→ INSTRUCTIONS TO FOLLOW
Count every line below that holds "DateTime". The answer is the number alone.

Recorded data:

==================================================

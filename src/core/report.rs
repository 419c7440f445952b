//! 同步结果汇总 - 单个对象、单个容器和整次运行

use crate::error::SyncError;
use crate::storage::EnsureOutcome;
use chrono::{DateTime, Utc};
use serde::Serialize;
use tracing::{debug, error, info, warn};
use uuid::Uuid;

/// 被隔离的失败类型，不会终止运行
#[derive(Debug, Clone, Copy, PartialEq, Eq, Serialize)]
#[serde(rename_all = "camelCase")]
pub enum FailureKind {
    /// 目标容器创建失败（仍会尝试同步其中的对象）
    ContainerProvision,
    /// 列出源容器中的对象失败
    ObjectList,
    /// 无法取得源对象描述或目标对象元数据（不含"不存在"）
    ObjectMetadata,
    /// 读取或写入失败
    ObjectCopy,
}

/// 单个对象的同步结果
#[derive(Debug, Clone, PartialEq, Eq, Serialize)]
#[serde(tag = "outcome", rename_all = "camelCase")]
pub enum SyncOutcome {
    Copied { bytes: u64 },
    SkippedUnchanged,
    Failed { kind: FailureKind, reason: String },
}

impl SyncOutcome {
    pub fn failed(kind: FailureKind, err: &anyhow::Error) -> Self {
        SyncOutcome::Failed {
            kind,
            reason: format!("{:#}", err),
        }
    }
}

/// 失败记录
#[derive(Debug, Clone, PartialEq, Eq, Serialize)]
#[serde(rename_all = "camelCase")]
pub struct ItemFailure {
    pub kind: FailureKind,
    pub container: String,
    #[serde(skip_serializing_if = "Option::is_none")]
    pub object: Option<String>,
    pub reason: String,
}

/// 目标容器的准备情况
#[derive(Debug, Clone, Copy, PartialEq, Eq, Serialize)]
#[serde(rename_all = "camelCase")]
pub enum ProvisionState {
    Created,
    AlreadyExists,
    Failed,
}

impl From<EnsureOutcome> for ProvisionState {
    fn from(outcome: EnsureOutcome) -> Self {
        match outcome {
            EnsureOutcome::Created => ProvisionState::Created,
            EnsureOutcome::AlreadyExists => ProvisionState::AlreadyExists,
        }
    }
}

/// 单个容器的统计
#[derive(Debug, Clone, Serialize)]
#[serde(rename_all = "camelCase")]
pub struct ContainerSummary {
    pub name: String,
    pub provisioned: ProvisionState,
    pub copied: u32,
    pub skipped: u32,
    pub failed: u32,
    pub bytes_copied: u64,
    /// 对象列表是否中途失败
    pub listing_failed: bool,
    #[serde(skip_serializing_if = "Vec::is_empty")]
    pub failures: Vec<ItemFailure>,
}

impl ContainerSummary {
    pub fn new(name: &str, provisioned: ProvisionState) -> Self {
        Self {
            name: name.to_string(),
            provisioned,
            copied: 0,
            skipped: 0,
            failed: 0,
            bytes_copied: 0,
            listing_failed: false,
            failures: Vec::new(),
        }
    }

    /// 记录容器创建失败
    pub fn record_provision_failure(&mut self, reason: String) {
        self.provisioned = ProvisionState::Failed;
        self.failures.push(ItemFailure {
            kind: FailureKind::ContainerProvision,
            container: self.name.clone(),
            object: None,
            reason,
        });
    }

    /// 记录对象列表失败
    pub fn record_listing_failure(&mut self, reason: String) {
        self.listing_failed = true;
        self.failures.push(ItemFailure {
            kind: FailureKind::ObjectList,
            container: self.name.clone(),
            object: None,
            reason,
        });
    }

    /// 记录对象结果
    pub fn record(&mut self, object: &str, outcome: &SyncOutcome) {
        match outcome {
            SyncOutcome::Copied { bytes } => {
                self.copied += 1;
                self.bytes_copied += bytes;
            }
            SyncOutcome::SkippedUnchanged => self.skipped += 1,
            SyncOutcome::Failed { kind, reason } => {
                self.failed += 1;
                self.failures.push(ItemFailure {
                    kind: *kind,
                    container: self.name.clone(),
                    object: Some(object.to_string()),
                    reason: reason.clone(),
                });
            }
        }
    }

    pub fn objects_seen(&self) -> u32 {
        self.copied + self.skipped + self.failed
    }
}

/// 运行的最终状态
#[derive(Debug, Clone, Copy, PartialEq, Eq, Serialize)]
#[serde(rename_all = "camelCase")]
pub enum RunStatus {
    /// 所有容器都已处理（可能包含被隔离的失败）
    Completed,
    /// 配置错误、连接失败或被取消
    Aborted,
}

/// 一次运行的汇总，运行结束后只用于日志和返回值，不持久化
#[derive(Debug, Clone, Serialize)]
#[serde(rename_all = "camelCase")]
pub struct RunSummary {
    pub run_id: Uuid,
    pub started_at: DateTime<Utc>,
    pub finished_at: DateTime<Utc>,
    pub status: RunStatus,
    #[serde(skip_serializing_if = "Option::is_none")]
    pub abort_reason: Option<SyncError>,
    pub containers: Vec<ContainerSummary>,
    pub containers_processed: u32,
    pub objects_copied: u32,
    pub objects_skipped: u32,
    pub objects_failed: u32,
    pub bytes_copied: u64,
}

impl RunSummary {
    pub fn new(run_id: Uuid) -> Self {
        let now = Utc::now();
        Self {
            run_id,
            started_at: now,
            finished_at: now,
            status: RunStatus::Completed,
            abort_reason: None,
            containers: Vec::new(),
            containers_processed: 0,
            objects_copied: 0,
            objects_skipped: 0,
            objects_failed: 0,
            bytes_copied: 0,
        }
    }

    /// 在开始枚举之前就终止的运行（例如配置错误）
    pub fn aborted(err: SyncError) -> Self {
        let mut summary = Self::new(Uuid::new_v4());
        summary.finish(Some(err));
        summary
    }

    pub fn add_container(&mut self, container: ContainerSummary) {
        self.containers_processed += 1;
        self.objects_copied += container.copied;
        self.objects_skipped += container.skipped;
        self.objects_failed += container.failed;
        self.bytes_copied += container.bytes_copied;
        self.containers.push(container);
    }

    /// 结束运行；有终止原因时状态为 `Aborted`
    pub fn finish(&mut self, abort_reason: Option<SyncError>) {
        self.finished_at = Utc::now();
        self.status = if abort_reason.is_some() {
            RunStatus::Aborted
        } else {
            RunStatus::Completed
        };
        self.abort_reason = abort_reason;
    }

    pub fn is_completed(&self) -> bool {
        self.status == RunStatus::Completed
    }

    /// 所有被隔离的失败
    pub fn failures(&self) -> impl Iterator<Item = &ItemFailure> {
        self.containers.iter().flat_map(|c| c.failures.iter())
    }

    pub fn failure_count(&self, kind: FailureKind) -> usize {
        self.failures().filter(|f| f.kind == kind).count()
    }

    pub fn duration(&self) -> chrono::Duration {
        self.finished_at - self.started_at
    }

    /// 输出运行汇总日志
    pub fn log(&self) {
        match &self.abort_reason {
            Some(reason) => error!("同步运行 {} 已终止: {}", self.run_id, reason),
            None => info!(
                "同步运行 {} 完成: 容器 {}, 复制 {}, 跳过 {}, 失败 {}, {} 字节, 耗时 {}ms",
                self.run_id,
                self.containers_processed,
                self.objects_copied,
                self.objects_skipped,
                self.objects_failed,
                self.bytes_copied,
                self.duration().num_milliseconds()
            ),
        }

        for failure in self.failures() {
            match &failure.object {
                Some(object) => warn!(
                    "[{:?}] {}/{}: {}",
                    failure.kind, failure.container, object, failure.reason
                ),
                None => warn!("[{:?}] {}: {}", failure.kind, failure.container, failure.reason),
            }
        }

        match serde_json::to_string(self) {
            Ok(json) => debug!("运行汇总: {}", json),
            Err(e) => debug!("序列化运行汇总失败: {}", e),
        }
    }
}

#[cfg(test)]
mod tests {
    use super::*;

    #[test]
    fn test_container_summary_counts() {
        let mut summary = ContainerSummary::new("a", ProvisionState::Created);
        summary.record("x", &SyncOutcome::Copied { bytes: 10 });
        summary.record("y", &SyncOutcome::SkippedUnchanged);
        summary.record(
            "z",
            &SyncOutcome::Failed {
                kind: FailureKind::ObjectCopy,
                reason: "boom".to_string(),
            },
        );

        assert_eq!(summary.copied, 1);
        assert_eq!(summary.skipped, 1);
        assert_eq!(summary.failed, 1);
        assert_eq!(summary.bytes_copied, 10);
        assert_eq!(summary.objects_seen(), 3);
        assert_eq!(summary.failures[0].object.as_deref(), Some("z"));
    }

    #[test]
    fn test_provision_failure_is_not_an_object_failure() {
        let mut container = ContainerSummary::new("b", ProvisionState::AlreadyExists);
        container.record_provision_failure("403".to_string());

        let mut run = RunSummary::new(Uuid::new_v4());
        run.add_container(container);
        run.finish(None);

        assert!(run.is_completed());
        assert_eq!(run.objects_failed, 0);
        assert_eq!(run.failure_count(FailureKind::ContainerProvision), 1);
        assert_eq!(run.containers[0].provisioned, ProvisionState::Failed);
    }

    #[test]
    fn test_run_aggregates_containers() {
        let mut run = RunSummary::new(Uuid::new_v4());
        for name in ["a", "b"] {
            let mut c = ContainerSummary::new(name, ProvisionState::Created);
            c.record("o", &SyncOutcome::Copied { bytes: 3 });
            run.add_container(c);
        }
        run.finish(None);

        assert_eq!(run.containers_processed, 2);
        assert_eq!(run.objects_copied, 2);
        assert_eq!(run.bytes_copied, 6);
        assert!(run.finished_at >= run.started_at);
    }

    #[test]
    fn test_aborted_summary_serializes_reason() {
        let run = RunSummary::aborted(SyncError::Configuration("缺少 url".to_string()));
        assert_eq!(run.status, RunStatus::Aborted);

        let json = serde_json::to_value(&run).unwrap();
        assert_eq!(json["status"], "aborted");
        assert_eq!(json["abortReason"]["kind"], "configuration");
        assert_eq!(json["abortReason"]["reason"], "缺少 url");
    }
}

==================================================

→ RESULT OF THE EXERCISE
3